Hearing Hypernasality: Online Crowdsourcing of Cleft Speech
Saint Louis University School of Medicine
Background: Speech assessments are critical in the care of patients with cleft palate, as speech intelligibility is fundamental to social interactions. Online crowdsourcing of perceptual speech outcomes is a burgeoning technology; this project represents the first time cleft speech has been evaluated by lay listeners in an online setting. We hypothesized lay ratings of cleft speech would be highly concordant with the ratings of speech experts. Methods: Videonasoendoscopy (VNE) recordings from patients with cleft had IRB approval for audio extraction. Recordings were assessed by the cleft team's speech language pathologists (SLP), and given a speech score based on the Pittsburgh Weighted Speech Score (PWSS). Specific phrases from each VNE were presented in survey format to internet raters recruited from the online crowdsourcing platform Amazon Mechanical Turk (MTurk). Six main phrases were used: Katie likes cookies (KC), Tell Ted to try (TT), Should I wash the dishes (WD), Peter has a puppy (PP), Sissy sissy sissy (SS), and Zippers are easy to close (ZC). Sound clips were rated on a Likert scale from 1 to 5 corresponding to the PWSS. To determine the accuracy of each phrase, residuals (layperson minus SLP) were calculated. ANOVA with Tukey posthoc pairwise comparisons assessed statistical significance.
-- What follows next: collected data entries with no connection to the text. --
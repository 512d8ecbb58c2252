use std::collections::BTreeMap;
use std::path::Path;

use chrono::NaiveDateTime;
use serde::Serialize;
use tera::{Context, Tera};

use super::frontmatter::FrontMatter;
use super::index::IndexContext;

#[derive(thiserror::Error, Debug)]
pub enum RenderError {
    #[error("template error: {0}")]
    Template(#[from] tera::Error),

    #[error("layouts directory not found: {0}")]
    LayoutsNotFound(String),

    #[error("unknown layout '{0}'")]
    UnknownLayout(String),
}

/// The layout renderer, wrapping Tera.
///
/// Built once per build and shared by reference; rendering never mutates it.
pub struct Renderer {
    tera: Tera,
}

impl Renderer {
    /// Load every `*.html` template under the layouts directory.
    ///
    /// A layout's name is its path relative to the directory without the
    /// `.html` suffix, so `layouts/post.html` is the `post` layout.
    pub fn new(layouts_path: &Path) -> Result<Self, RenderError> {
        if !layouts_path.is_dir() {
            return Err(RenderError::LayoutsNotFound(
                layouts_path.display().to_string(),
            ));
        }

        let glob = layouts_path.join("**/*.html");
        let glob_str = glob.to_string_lossy();
        let tera = Tera::new(&glob_str)?;

        Ok(Self { tera })
    }

    /// Build a renderer from in-memory templates, keyed by file name (`post.html`).
    #[cfg(test)]
    pub fn from_templates(templates: &[(&str, &str)]) -> Result<Self, RenderError> {
        let mut tera = Tera::default();
        tera.add_raw_templates(templates.iter().copied())?;
        Ok(Self { tera })
    }

    /// Returns true if a layout with this name was loaded.
    pub fn has_layout(&self, name: &str) -> bool {
        let file_name = template_name(name);
        self.tera.get_template_names().any(|n| n == file_name)
    }

    /// Names of all loaded layouts, sorted.
    pub fn layout_names(&self) -> Vec<String> {
        let mut names: Vec<String> = self
            .tera
            .get_template_names()
            .map(|n| n.trim_end_matches(".html").to_string())
            .collect();
        names.sort();
        names
    }

    /// Render a post with its layout.
    pub fn render_post(&self, layout: &str, context: &PostContext) -> Result<String, RenderError> {
        let mut tera_context = Context::new();
        tera_context.insert("site", &context.site);
        tera_context.insert("page", &context.page);
        tera_context.insert("content", &context.content);
        tera_context.insert("toc", &context.toc);
        tera_context.insert("index", &context.index);
        tera_context.insert("quire", &context.quire);

        self.render(layout, &tera_context)
    }

    /// Render a generated listing page (home, tag, category).
    pub fn render_listing(
        &self,
        layout: &str,
        context: &ListingContext,
    ) -> Result<String, RenderError> {
        let mut tera_context = Context::new();
        tera_context.insert("site", &context.site);
        tera_context.insert("page", &context.page);
        tera_context.insert("posts", &context.posts);
        tera_context.insert("index", &context.index);
        tera_context.insert("quire", &context.quire);

        self.render(layout, &tera_context)
    }

    fn render(&self, layout: &str, context: &Context) -> Result<String, RenderError> {
        if !self.has_layout(layout) {
            return Err(RenderError::UnknownLayout(layout.to_string()));
        }
        Ok(self.tera.render(&template_name(layout), context)?)
    }
}

fn template_name(layout: &str) -> String {
    format!("{layout}.html")
}

/// Context passed to post layouts.
#[derive(Debug, Serialize)]
pub struct PostContext<'a> {
    pub site: &'a SiteContext,
    pub page: PageInfo,
    pub content: &'a str,
    /// Table of contents for the current page
    pub toc: &'a [TocEntry],
    pub index: &'a IndexContext,
    pub quire: &'a QuireContext,
}

/// Context passed to listing layouts.
#[derive(Debug, Serialize)]
pub struct ListingContext<'a> {
    pub site: &'a SiteContext,
    pub page: ListingInfo,
    /// Posts on this page, newest first
    pub posts: Vec<&'a PostSummary>,
    pub index: &'a IndexContext,
    pub quire: &'a QuireContext,
}

/// Site-level information, built once from the config.
#[derive(Debug, Clone, Serialize)]
pub struct SiteContext {
    pub title: String,
    pub url: Option<String>,
    pub base_path: String,
    pub description: Option<String>,
    pub author: Option<String>,
    pub params: serde_json::Value,
}

/// Generator flags exposed to layouts as `quire.*`.
#[derive(Debug, Clone, Serialize)]
pub struct QuireContext {
    /// True while serving locally
    pub dev: bool,
    /// Layouts should include the live reload script when true
    pub live_reload: bool,
    pub version: String,
}

/// Information about the current post.
#[derive(Debug, Serialize)]
pub struct PageInfo {
    pub title: String,
    pub url: String,
    pub layout: String,
    /// `YYYY-MM-DD`, absent for undated pages
    pub date: Option<String>,
    pub tags: Vec<String>,
    pub categories: Vec<String>,
    /// `tags` with the URLs of their listing pages
    pub tag_links: Vec<NameLink>,
    pub category_links: Vec<NameLink>,
    pub excerpt: Option<String>,
    pub comments: bool,
    pub source_path: String,
    /// Every front matter field as written, e.g. `page.front_matter.author`
    pub front_matter: FrontMatter,
}

/// A tag or category name and its listing page.
#[derive(Debug, Clone, Serialize)]
pub struct NameLink {
    pub name: String,
    /// Absent when the listing layout isn't loaded or the name has no slug
    pub url: Option<String>,
}

/// Information about a generated listing page.
#[derive(Debug, Serialize)]
pub struct ListingInfo {
    pub title: String,
    pub url: String,
    /// `home`, `tag` or `category`
    pub kind: &'static str,
    /// The tag or category name
    pub name: Option<String>,
}

/// A post as seen from listings and indexes.
#[derive(Debug, Clone, Serialize)]
pub struct PostSummary {
    pub title: String,
    pub url: String,
    pub date: Option<String>,
    pub excerpt: Option<String>,
    pub tags: Vec<String>,
    pub categories: Vec<String>,
    pub source_path: String,
    #[serde(skip)]
    pub sort_key: Option<NaiveDateTime>,
}

/// Posts grouped under a tag or category name.
pub type PostGroups = BTreeMap<String, Vec<PostSummary>>;

/// A table of contents entry for the current page.
#[derive(Debug, Clone, Serialize)]
pub struct TocEntry {
    /// The heading text
    pub text: String,
    /// The heading id (for anchor links)
    pub id: String,
    /// The heading level (1-6)
    pub level: u8,
}

#[cfg(test)]
mod tests {
    use super::*;

    #[test]
    fn test_layout_names_and_lookup() {
        let renderer = Renderer::from_templates(&[
            ("post.html", "{{ content | safe }}"),
            ("partials/head.html", "<head></head>"),
        ])
        .unwrap();

        assert!(renderer.has_layout("post"));
        assert!(renderer.has_layout("partials/head"));
        assert!(!renderer.has_layout("missing"));
        assert_eq!(renderer.layout_names(), vec!["partials/head", "post"]);
    }

    #[test]
    fn test_missing_layouts_dir() {
        let dir = tempfile::tempdir().unwrap();
        assert!(matches!(
            Renderer::new(&dir.path().join("layouts")),
            Err(RenderError::LayoutsNotFound(_))
        ));
    }

    #[test]
    fn test_load_layouts_from_disk() {
        let dir = tempfile::tempdir().unwrap();
        std::fs::write(dir.path().join("post.html"), "<main>{{ content | safe }}</main>").unwrap();

        let renderer = Renderer::new(dir.path()).unwrap();
        assert!(renderer.has_layout("post"));
    }
}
Results: Audio of hypernasal speech was extracted from VNEs using QuickTime Player. Speech was provided by 3 children with history of cleft palate, ages 4-9, with timing of recordings ranging pre-surgical repair to 6.5 years followup. 68 survey responses resulted in 1,088 unique layperson ratings. For each individual patient (P), P1 crowd-mean 2.62 (SLP rated 2-3); P2 crowd-mean 2.66 (SLP 3), P3 crowd-mean 1.76 (SLP 2). Rounded to nearest whole number for consistency with PWSS scale, all patients matched SLP ratings. The mean rating for each phrase for P1 (SLP rated her 2-3): KC 2.25, TT 2.97, WD 2.93, PP 2.19, SS 2.75; for P2 (SLP rated him 3) KC 2.15, TT 3.32, WD 3.24, PP 3.49, SS 1.96, ZC 1.78; for P3 (SLP rated him 2) KC 1.56, WD 1.49, PP 1.38, SS 1.40, ZC 2.97. ANOVA with Tukey showed phrase accuracy ordered WD>PP>ZC>TT>SS>KC. Conclusion: Online crowdsourcing of cleft speech produces ratings consistent with speech experts. In all 3 cases, the averaged ratings of MTurk workers predicted the gold-standard rating provided by a trained SLP, with phrase accuracy WD>PP>ZC>TT>SS>KC. This novel technology has immediate translation in clinical speech assessments.